Duplication Distance to the Root for Binary Sequences

We study the tandem duplication distance between binary sequences and their roots. In other words, the quantity of interest is the number of tandem duplication operations of the form $\seq x = \seq a \seq b \seq c \to \seq y = \seq a \seq b \seq b \seq c$, where $\seq x$ and $\seq y$ are sequences and $\seq a$, $\seq b$, and $\seq c$ are their substrings, needed to generate a binary sequence of length $n$ starting from a square-free sequence from the set ${0,1,01,10,010,101}$. This problem is a restricted case of finding the duplication/deduplication distance between two sequences, defined as the minimum number of duplication and deduplication operations required to transform one sequence to the other. We consider both exact and approximate tandem duplications.

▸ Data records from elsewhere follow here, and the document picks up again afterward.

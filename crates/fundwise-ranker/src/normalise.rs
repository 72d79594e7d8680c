//! Score normalisation functions.
//! Every derived score the engine emits passes through one of these and lands in [0, 1].

/// Clamp into [0, 1]. NaN maps to 0.
pub fn clamp01(x: f64) -> f64 {
    if x.is_nan() {
        0.0
    } else {
        x.clamp(0.0, 1.0)
    }
}

/// Linear share of the list maximum: `value / max`, clamped.
/// A non-positive maximum is treated as 1 so an all-zero list scores 0.
pub fn share_of_max(value: f64, max: f64) -> f64 {
    let denom = if max > 0.0 { max } else { 1.0 };
    clamp01(value / denom)
}

/// Log-compressed share of the list maximum: `ln(1+value) / ln(1+max)`, clamped.
/// `max` is floored at 1 so the denominator is never zero.
pub fn log_share_of_max(value: f64, max: f64) -> f64 {
    let denom = max.max(1.0).ln_1p();
    clamp01(value.max(0.0).ln_1p() / denom)
}

/// Map a distance onto proximity in [0, 1]: 1 at zero distance, 0 at or beyond `max_distance`.
pub fn proximity(distance: f64, max_distance: f64) -> f64 {
    if max_distance <= 0.0 {
        return 0.0;
    }
    (1.0 - distance / max_distance).max(0.0).min(1.0)
}

/// Rescale a [0, 1] composite into `[floor, floor + span]`.
pub fn rescale(raw: f64, floor: f64, span: f64) -> f64 {
    floor + span * clamp01(raw)
}
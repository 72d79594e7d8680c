//! Async entry points over a reference source.
//!
//! Each call loads one fresh snapshot and computes over it synchronously, so
//! artifacts replaced on disk are picked up by the next call.

use std::sync::Arc;

use fundwise_common::Result;
use fundwise_config::EngineConfig;
use fundwise_data::{validate, ReferenceData, ReferenceSource, ValidationReport};

use crate::adjacent::{rank_adjacent_fields, AdjacentRanking};
use crate::decision::{run_researcher_decision_with, DecisionResult};
use crate::options::{decision_options, DecisionOptions};
use crate::placeholder::{GenericFunderPriors, NoDataPlaceholder};
use crate::portfolio::{run_admin_decision_with, PortfolioResult};
use crate::request::{DecisionRequest, PortfolioRequest};

pub struct DecisionService {
    source: Arc<dyn ReferenceSource>,
    placeholder: Arc<dyn NoDataPlaceholder>,
    config: EngineConfig,
}

impl DecisionService {
    pub fn new(source: Arc<dyn ReferenceSource>, config: EngineConfig) -> Self {
        Self {
            source,
            placeholder: Arc::new(GenericFunderPriors),
            config,
        }
    }

    /// Replace the funders emitted when no evidence exists at any tier.
    pub fn with_placeholder(mut self, placeholder: Arc<dyn NoDataPlaceholder>) -> Self {
        self.placeholder = placeholder;
        self
    }

    pub fn config(&self) -> &EngineConfig {
        &self.config
    }

    async fn snapshot(&self) -> Result<ReferenceData> {
        tracing::debug!(source = %self.source.describe(), "Loading reference snapshot");
        self.source.load().await
    }

    pub async fn researcher(&self, request: &DecisionRequest) -> Result<DecisionResult> {
        let data = self.snapshot().await?;
        run_researcher_decision_with(&data, request, &self.config, self.placeholder.as_ref())
    }

    pub async fn admin(&self, request: &PortfolioRequest) -> Result<PortfolioResult> {
        let data = self.snapshot().await?;
        run_admin_decision_with(&data, request, &self.config, self.placeholder.as_ref())
    }

    pub async fn adjacent(&self, field_code: &str, top_n: Option<usize>) -> Result<AdjacentRanking> {
        let data = self.snapshot().await?;
        Ok(rank_adjacent_fields(&data, field_code, top_n, &self.config.adjacent))
    }

    pub async fn options(&self) -> Result<DecisionOptions> {
        let data = self.snapshot().await?;
        Ok(decision_options(&data))
    }

    pub async fn validate(&self) -> Result<ValidationReport> {
        let data = self.snapshot().await?;
        validate(&data)
    }
}
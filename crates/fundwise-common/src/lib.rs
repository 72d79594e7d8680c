//! fundwise-common — Shared record schemas, errors, and code helpers used across all Fundwise crates.

pub mod error;
pub mod codes;
pub mod lenient;
pub mod records;

// Re-export commonly used types
pub use error::{FundwiseError, Result};
pub use records::{
    FundingFlow, ForecastRow, OpportunityField, ReferenceRecords, SimilarityNeighbor,
    SimilarityNode, TaxonomyArtifact, TaxonomyRecord,
};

For exact duplication, denoting the maximum distance to the root of a sequence of length $n$ by $f(n)$, we prove that $f(n)=\Theta(n)$. For the case of approximate duplication, where a $\beta$-fraction of symbols may be duplicated incorrectly, we show that the maximum distance has a sharp transition from linear in $n$ to logarithmic at $\beta=1/2$. We also study the duplication distance to the root for sequences with a given root and for special classes of sequences, namely, the de Bruijn sequences, the Thue-Morse sequence, and the Fibbonaci words. The problem is motivated by genomic tandem duplication mutations and the smallest number of tandem duplication events required to generate a given biological sequence.